Pointer protection aims to confine pointer manipulation to a limit of range or modify the behavior of reference and dereference from a pointer. These tools have excellent performance that can be used in products, but they do not leave any useful clues for developer to patch the holes. The developer must spend much time on finding the bug to fix, and the victim program will remain vulnerable to the attack during this period, leading to denial of service. StackGuard [14] is perhaps the most well-referenced tools. The tool prevents stack smashing attack by placing a canary word prior to the return address, and verifying whether the canary word is changed before the subroutine returns to the original instruction location. PointGuard [16]

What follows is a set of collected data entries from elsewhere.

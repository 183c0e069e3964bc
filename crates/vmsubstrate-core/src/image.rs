//! Boot image contract.
//!
//! The substrate never parses or relocates an image. It only needs the header
//! fields that locate its hooks into the runtime: the thread upcalls, the word
//! holding the registry head, the primordial thread locals and the slot indices
//! of a thread locals area. Offsets are relative to the start of the image heap.

use std::fmt;
use std::sync::atomic::{AtomicBool, AtomicUsize, Ordering};

use crate::error::{SubstrateError, SubstrateResult};

/// Status the attach upcall returns on success.
pub const JNI_OK: i32 = 0;
/// Status the attach upcall returns once the runtime's main thread has exited.
pub const JNI_EDETACHED: i32 = -2;

/// Number of word slots in the default thread locals area.
pub const DEFAULT_TLA_SLOTS: i32 = 16;

const WORD: usize = std::mem::size_of::<usize>();

/// Run upcall: `(id, native, stack_base, stack_end, tla, ref_map, yellow_zone)`.
pub type RunUpcall = unsafe extern "C" fn(i32, usize, usize, usize, usize, usize, usize);

/// Attach upcall:
/// `(native, name, group, daemon, stack_base, stack_end, tla, ref_map, yellow_zone) -> status`.
pub type AttachUpcall =
    unsafe extern "C" fn(usize, usize, usize, i32, usize, usize, usize, usize, usize) -> i32;

/// Detach upcall: `(tla)`.
pub type DetachUpcall = unsafe extern "C" fn(usize);

/// Fixed-layout image header. Field order is part of the on-disk format.
#[repr(C)]
#[derive(Debug, Clone, Copy, PartialEq, Eq)]
pub struct ImageHeader {
    /// 0 for little endian, anything else for big endian.
    pub is_big_endian: i32,
    pub identification: i32,
    pub version: i32,
    pub random_id: i32,
    /// 4 or 8.
    pub word_size: i32,
    pub cache_alignment: i32,
    pub page_size: i32,
    pub vm_run_method_offset: i32,
    pub vm_thread_add_method_offset: i32,
    pub vm_thread_run_method_offset: i32,
    pub vm_thread_attach_method_offset: i32,
    /// Negative when the image has no detach hook.
    pub vm_thread_detach_method_offset: i32,
    pub class_registry_offset: i32,
    pub string_data_size: i32,
    pub relocation_data_size: i32,
    pub heap_size: i32,
    pub code_size: i32,
    pub dynamic_heap_regions_array_offset: i32,
    pub auxiliary_space_size: i32,
    pub thread_locals_list_head_offset: i32,
    pub primordial_thread_locals_offset: i32,
    /// Size in bytes of one thread locals area.
    pub thread_locals_area_size: i32,

    // Word indices into a thread locals area.
    pub safepoint_latch: i32,
    pub safepoints_enabled_thread_locals: i32,
    pub safepoints_disabled_thread_locals: i32,
    pub safepoints_triggered_thread_locals: i32,
    pub native_thread_locals: i32,
    pub forward_link: i32,
    pub backward_link: i32,
    pub id: i32,
    pub jni_env: i32,
    pub last_java_frame_anchor: i32,
    pub trap_number: i32,
    pub trap_instruction_pointer: i32,
    pub trap_fault_address: i32,
    pub trap_latch_register: i32,
    pub stack_reference_map: i32,
    pub stack_reference_map_size: i32,
}

impl ImageHeader {
    /// Header describing a host-native image with the default slot assignment.
    ///
    /// The registry head lives at heap offset 0 and the primordial thread locals
    /// area at offset 64. No upcall offsets are set.
    #[must_use]
    pub fn host_default() -> Self {
        let word = WORD as i32;
        Self {
            is_big_endian: i32::from(cfg!(target_endian = "big")),
            identification: 0x0ba5_e1a1,
            version: 1,
            random_id: 0,
            word_size: word,
            cache_alignment: 64,
            page_size: i32::try_from(crate::vm::page_size()).unwrap_or(4096),
            vm_run_method_offset: -1,
            vm_thread_add_method_offset: -1,
            vm_thread_run_method_offset: -1,
            vm_thread_attach_method_offset: -1,
            vm_thread_detach_method_offset: -1,
            class_registry_offset: -1,
            string_data_size: 0,
            relocation_data_size: 0,
            heap_size: 4096,
            code_size: 0,
            dynamic_heap_regions_array_offset: -1,
            auxiliary_space_size: 0,
            thread_locals_list_head_offset: 0,
            primordial_thread_locals_offset: 64,
            thread_locals_area_size: DEFAULT_TLA_SLOTS * word,
            safepoint_latch: 0,
            safepoints_enabled_thread_locals: 1,
            safepoints_disabled_thread_locals: 2,
            safepoints_triggered_thread_locals: 3,
            native_thread_locals: 4,
            forward_link: 5,
            backward_link: 6,
            id: 7,
            jni_env: 8,
            last_java_frame_anchor: 9,
            trap_number: 10,
            trap_instruction_pointer: 11,
            trap_fault_address: 12,
            trap_latch_register: 13,
            stack_reference_map: 14,
            stack_reference_map_size: 15,
        }
    }

    #[must_use]
    pub const fn big_endian(&self) -> bool {
        self.is_big_endian != 0
    }

    /// Check that the header describes an image this host can run.
    pub fn validate_for_host(&self, heap_len: usize) -> SubstrateResult<()> {
        if self.word_size as usize != WORD {
            return Err(invalid(format!(
                "word size {} does not match host word size {WORD}",
                self.word_size
            )));
        }
        if self.big_endian() != cfg!(target_endian = "big") {
            return Err(invalid("byte order does not match host".to_string()));
        }
        let tla_size = usize::try_from(self.thread_locals_area_size)
            .map_err(|_| invalid("negative thread locals area size".to_string()))?;
        if tla_size == 0 || tla_size % WORD != 0 {
            return Err(invalid(format!(
                "thread locals area size {tla_size} is not a positive multiple of the word size"
            )));
        }
        check_word_offset("threadLocalsListHeadOffset", self.thread_locals_list_head_offset, WORD, heap_len)?;
        check_word_offset(
            "primordialThreadLocalsOffset",
            self.primordial_thread_locals_offset,
            tla_size,
            heap_len,
        )
    }
}

fn invalid(reason: String) -> SubstrateError {
    SubstrateError::InvalidImage(reason)
}

fn check_word_offset(name: &str, offset: i32, extent: usize, heap_len: usize) -> SubstrateResult<()> {
    let offset = usize::try_from(offset).map_err(|_| invalid(format!("{name} is negative")))?;
    if offset % WORD != 0 {
        return Err(invalid(format!("{name} {offset:#x} is not word aligned")));
    }
    match offset.checked_add(extent) {
        Some(end) if end <= heap_len => Ok(()),
        _ => Err(invalid(format!(
            "{name} {offset:#x} (+{extent}) lies outside the {heap_len}-byte heap"
        ))),
    }
}

/// Runtime entry points the substrate calls into.
#[derive(Clone, Copy, Default)]
pub struct Upcalls {
    pub run: Option<RunUpcall>,
    pub attach: Option<AttachUpcall>,
    pub detach: Option<DetachUpcall>,
}

impl fmt::Debug for Upcalls {
    fn fmt(&self, f: &mut fmt::Formatter<'_>) -> fmt::Result {
        f.debug_struct("Upcalls")
            .field("run", &self.run.map(|p| p as usize))
            .field("attach", &self.attach.map(|p| p as usize))
            .field("detach", &self.detach.map(|p| p as usize))
            .finish()
    }
}

enum Heap {
    Owned(Box<[AtomicUsize]>),
    Mapped { base: usize, len: usize },
}

/// A boot image as seen by the substrate: header, heap region and resolved upcalls.
pub struct BootImage {
    header: ImageHeader,
    heap: Heap,
    upcalls: Upcalls,
    registry_claimed: AtomicBool,
}

impl fmt::Debug for BootImage {
    fn fmt(&self, f: &mut fmt::Formatter<'_>) -> fmt::Result {
        f.debug_struct("BootImage")
            .field("heap", &format_args!("{:#x}+{}", self.heap_start(), self.heap_len()))
            .field("upcalls", &self.upcalls)
            .finish_non_exhaustive()
    }
}

impl BootImage {
    /// Build an image whose heap is allocated here and whose upcalls are given
    /// directly instead of being resolved from code offsets.
    pub fn synthetic(header: ImageHeader, upcalls: Upcalls) -> SubstrateResult<Self> {
        let heap_len = usize::try_from(header.heap_size)
            .map_err(|_| invalid("negative heap size".to_string()))?;
        header.validate_for_host(heap_len)?;
        let words = heap_len.div_ceil(WORD);
        let heap: Box<[AtomicUsize]> = (0..words).map(|_| AtomicUsize::new(0)).collect();
        Ok(Self {
            header,
            heap: Heap::Owned(heap),
            upcalls,
            registry_claimed: AtomicBool::new(false),
        })
    }

    /// Wrap an already mapped and relocated image.
    ///
    /// Upcalls are resolved once from the header's method offsets. A negative
    /// offset means the image does not provide that hook.
    ///
    /// # Safety
    ///
    /// `base..base + len` must be a readable and writable, word-aligned mapping
    /// that stays valid for the life of the returned value, and every
    /// non-negative method offset must be the entry of a function with the
    /// matching upcall signature.
    pub unsafe fn from_mapped(header: ImageHeader, base: usize, len: usize) -> SubstrateResult<Self> {
        if base == 0 || base % WORD != 0 {
            return Err(invalid(format!("heap base {base:#x} is not word aligned")));
        }
        header.validate_for_host(len)?;
        let entry = |offset: i32| usize::try_from(offset).ok().map(|off| base + off);
        // SAFETY: the caller guarantees each non-negative offset is the entry of a
        // function with the corresponding signature.
        let upcalls = unsafe {
            Upcalls {
                run: entry(header.vm_thread_run_method_offset)
                    .map(|addr| std::mem::transmute::<*const (), RunUpcall>(addr as *const ())),
                attach: entry(header.vm_thread_attach_method_offset)
                    .map(|addr| std::mem::transmute::<*const (), AttachUpcall>(addr as *const ())),
                detach: entry(header.vm_thread_detach_method_offset)
                    .map(|addr| std::mem::transmute::<*const (), DetachUpcall>(addr as *const ())),
            }
        };
        Ok(Self {
            header,
            heap: Heap::Mapped { base, len },
            upcalls,
            registry_claimed: AtomicBool::new(false),
        })
    }

    #[must_use]
    pub const fn header(&self) -> &ImageHeader {
        &self.header
    }

    #[must_use]
    pub const fn upcalls(&self) -> &Upcalls {
        &self.upcalls
    }

    #[must_use]
    pub fn heap_start(&self) -> usize {
        match &self.heap {
            Heap::Owned(words) => words.as_ptr() as usize,
            Heap::Mapped { base, .. } => *base,
        }
    }

    #[must_use]
    pub fn heap_len(&self) -> usize {
        match &self.heap {
            Heap::Owned(words) => words.len() * WORD,
            Heap::Mapped { len, .. } => *len,
        }
    }

    /// `heap_start + offset`.
    #[must_use]
    pub fn offset_as_address(&self, offset: i32) -> usize {
        self.heap_start().wrapping_add_signed(offset as isize)
    }

    fn slot(&self, offset: usize) -> Option<&AtomicUsize> {
        if offset % WORD != 0 || offset.checked_add(WORD)? > self.heap_len() {
            return None;
        }
        match &self.heap {
            Heap::Owned(words) => words.get(offset / WORD),
            // SAFETY: in bounds and aligned within a mapping the constructor's
            // caller keeps valid for our lifetime.
            Heap::Mapped { base, .. } => Some(unsafe { &*((base + offset) as *const AtomicUsize) }),
        }
    }

    /// Read the heap word at `offset`.
    pub fn read_word(&self, offset: usize) -> SubstrateResult<usize> {
        self.slot(offset)
            .map(|w| w.load(Ordering::Acquire))
            .ok_or_else(|| invalid(format!("word offset {offset:#x} outside heap")))
    }

    /// Write the heap word at `offset`.
    pub fn write_word(&self, offset: usize, value: usize) -> SubstrateResult<()> {
        let slot = self
            .slot(offset)
            .ok_or_else(|| invalid(format!("word offset {offset:#x} outside heap")))?;
        slot.store(value, Ordering::Release);
        Ok(())
    }

    /// Address of the word holding the registry head.
    #[must_use]
    pub fn registry_head_address(&self) -> usize {
        self.offset_as_address(self.header.thread_locals_list_head_offset)
    }

    /// Current registry head as published in the image.
    #[must_use]
    pub fn registry_head(&self) -> usize {
        self.read_word(self.header.thread_locals_list_head_offset as usize)
            .unwrap_or(0)
    }

    /// Publish a new registry head. Offset validity was checked at construction.
    pub(crate) fn set_registry_head(&self, tla: usize) {
        let _ = self.write_word(self.header.thread_locals_list_head_offset as usize, tla);
    }

    /// Take ownership of the image's thread list. Fails while another registry
    /// holds it.
    pub(crate) fn claim_registry(&self) -> SubstrateResult<()> {
        if self.registry_claimed.swap(true, Ordering::AcqRel) {
            return Err(SubstrateError::ImageInUse);
        }
        Ok(())
    }

    pub(crate) fn release_registry(&self) {
        self.registry_claimed.store(false, Ordering::Release);
    }

    /// Address of the primordial thread locals area.
    #[must_use]
    pub fn primordial_address(&self) -> usize {
        self.offset_as_address(self.header.primordial_thread_locals_offset)
    }
}

#[cfg(test)]
mod tests {
    use super::*;

    #[test]
    fn host_default_validates() {
        let header = ImageHeader::host_default();
        header.validate_for_host(header.heap_size as usize).unwrap();
        assert_eq!(header.word_size as usize, WORD);
        assert_eq!(header.thread_locals_area_size as usize, 16 * WORD);
    }

    #[test]
    fn rejects_foreign_word_size() {
        let mut header = ImageHeader::host_default();
        header.word_size = if WORD == 8 { 4 } else { 8 };
        let err = BootImage::synthetic(header, Upcalls::default()).unwrap_err();
        assert!(matches!(err, SubstrateError::InvalidImage(_)));
    }

    #[test]
    fn rejects_primordial_outside_heap() {
        let mut header = ImageHeader::host_default();
        header.primordial_thread_locals_offset = header.heap_size - WORD as i32;
        assert!(BootImage::synthetic(header, Upcalls::default()).is_err());
        header.primordial_thread_locals_offset = 3;
        assert!(BootImage::synthetic(header, Upcalls::default()).is_err());
    }

    #[test]
    fn words_round_trip_and_bounds_are_checked() {
        let image = BootImage::synthetic(ImageHeader::host_default(), Upcalls::default()).unwrap();
        assert_eq!(image.registry_head(), 0);
        image.set_registry_head(0xdead_0000);
        assert_eq!(image.registry_head(), 0xdead_0000);
        assert_eq!(image.read_word(0).unwrap(), 0xdead_0000);
        image.write_word(8 * WORD, 7).unwrap();
        assert_eq!(image.read_word(8 * WORD).unwrap(), 7);
        assert!(image.read_word(image.heap_len()).is_err());
        assert!(image.write_word(1, 0).is_err());
    }

    #[test]
    fn thread_list_has_one_owner_at_a_time() {
        let image = BootImage::synthetic(ImageHeader::host_default(), Upcalls::default()).unwrap();
        image.claim_registry().unwrap();
        assert_eq!(image.claim_registry(), Err(SubstrateError::ImageInUse));
        image.release_registry();
        image.claim_registry().unwrap();
    }

    #[test]
    fn offsets_are_relative_to_heap() {
        let image = BootImage::synthetic(ImageHeader::host_default(), Upcalls::default()).unwrap();
        assert_eq!(image.registry_head_address(), image.heap_start());
        assert_eq!(image.primordial_address(), image.heap_start() + 64);
        assert!(image.upcalls().run.is_none());
    }
}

provides integrity for pointers by encrypting pointers when stored in memory, and decrypting them only when loaded into CPU. When an address is overwritten to a malicious address, it decrypts the address to a random value that reasonably crashes the program. LibsafePlus [17] uses a dynamic library which provides wrapper functions for unsafe C library functions. A wrapper function determines the source and the target buffer sizes, provided by GCC debugging option -g, and makes sure that invocation of the wrapper functions would not result in an overflow.
Taint tracking is the third dynamic technique against buffer overflow. This technique keeps track of the propagation of untrusted (taint) data during program
execution. Taint data represent any data from an untrusted source such as network or some specific devices. When a program executes a piece of code derived from an untrusted source, a tool based on this technique will produce an alarm to indicate a possible instance of malicious code execution. TaintCheck performs taint tracking for a program by running the program in an emulator Valgrind [18], which allows TaintCheck to monitor and control the program’s execution. Fig. 3 illustrated how TaintCheck keeps track of taint data and examines an attack code is executed. When the program was loaded into the emulator of Valgrind, the instrumentation will determine the kind of the instruction, and insert codes for taint information maintenance and instruction pointer examination if needed. However, this way to implement taint tracking imposes heavy overhead up to thirty times, which is possibly due to instrumentation at runtime, high frequency of checking malicious execution, and the emulator itself. Thus another solution, TaintTrace, is designed to decrease the overhead which leveraging DynamoRIO [19] which is a dynamic code modification system including a number of optimization techniques to keep low overhead, but the experiment shows it still brings over five times slowdown.
Fig. 3. System architecture of TaintCheck.